Current availability of high-density DNA methylation microarray technology has enabled us to profile genome-wide DNA methylation signatures associated with drug response more efficiently. Moreover, the high density of probes also enables us to examine copy number variation (CNV) in the tumor tissue with comparable sensitivity of SNP arrays [9, 10]. Furthermore, it is reported that the arrays are sufficiently sensitive to evaluate the abundance of tumor-infiltrated lymphocytes (TILs) in BRCA tumors based on certain methylation signature, which reflects the strength of antitumor immune response and can serve as a potential biomarker of survival and response of chemotherapy [11].
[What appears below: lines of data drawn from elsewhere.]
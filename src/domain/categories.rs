//! Create/read/update/delete/echo handlers for `api/categories`

use serde_json::Value;

use crate::domain::utils::position_from_path;
use crate::errors::AppError;
use crate::protocol::{Request, Response, StatusCode};
use crate::store::CategoryStore;

fn body_name(request: &Request) -> String {
    request
        .body
        .as_ref()
        .and_then(|body| body.name.clone())
        .unwrap_or_default()
}

fn require_position(request: &Request) -> Result<i64, AppError> {
    position_from_path(request.path()).ok_or_else(|| AppError::bad_request("missing id"))
}

fn to_body<T: serde::Serialize>(value: &T) -> Result<Value, AppError> {
    serde_json::to_value(value)
        .map_err(|err| AppError::internal(format!("failed to encode categories: {err}")))
}

pub async fn create(store: &dyn CategoryStore, request: &Request) -> Result<Response, AppError> {
    let category = store.create(body_name(request)).await?;
    tracing::debug!(cid = category.cid, name = %category.name, "category created");
    Ok(Response::new(StatusCode::Created).with_body("Created"))
}

pub async fn read(store: &dyn CategoryStore, request: &Request) -> Result<Response, AppError> {
    let body = match position_from_path(request.path()) {
        Some(position) => to_body(&store.get(position).await?)?,
        None => to_body(&store.list().await)?,
    };
    Ok(Response::new(StatusCode::Ok).with_body(body))
}

pub async fn update(store: &dyn CategoryStore, request: &Request) -> Result<Response, AppError> {
    let position = require_position(request)?;
    let category = store.update(position, body_name(request)).await?;
    Ok(Response::new(StatusCode::Updated).with_body(to_body(&category)?))
}

pub async fn delete(store: &dyn CategoryStore, request: &Request) -> Result<Response, AppError> {
    let position = require_position(request)?;
    let removed = store.delete(position).await?;
    tracing::debug!(cid = removed.cid, name = %removed.name, "category deleted");
    Ok(Response::new(StatusCode::Ok))
}

pub fn echo(request: &Request) -> Response {
    let text = request
        .body
        .as_ref()
        .map(|body| body.render())
        .unwrap_or_default();
    Response::new(StatusCode::Ok).with_body(text)
}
However, intra-tumor heterogeneity may lead to sampling bias and pose a major challenge to biomarker development and precision medicine [12]. Generally, there are two levels of methylation heterogeneity (MH), including inter- and intra-tumor MH. People often pay more attention to the former through collecting more and more samples from different backgrounds [13]. However, there are growing evidences showing that intra-tumor MH is more dominant for evaluating the response upon treatment for an individual patient [14]. Despite many studies characterizing intra-tumor genetic heterogeneity, epigenetic heterogeneity of DNA methylation has been less investigated in BRCA.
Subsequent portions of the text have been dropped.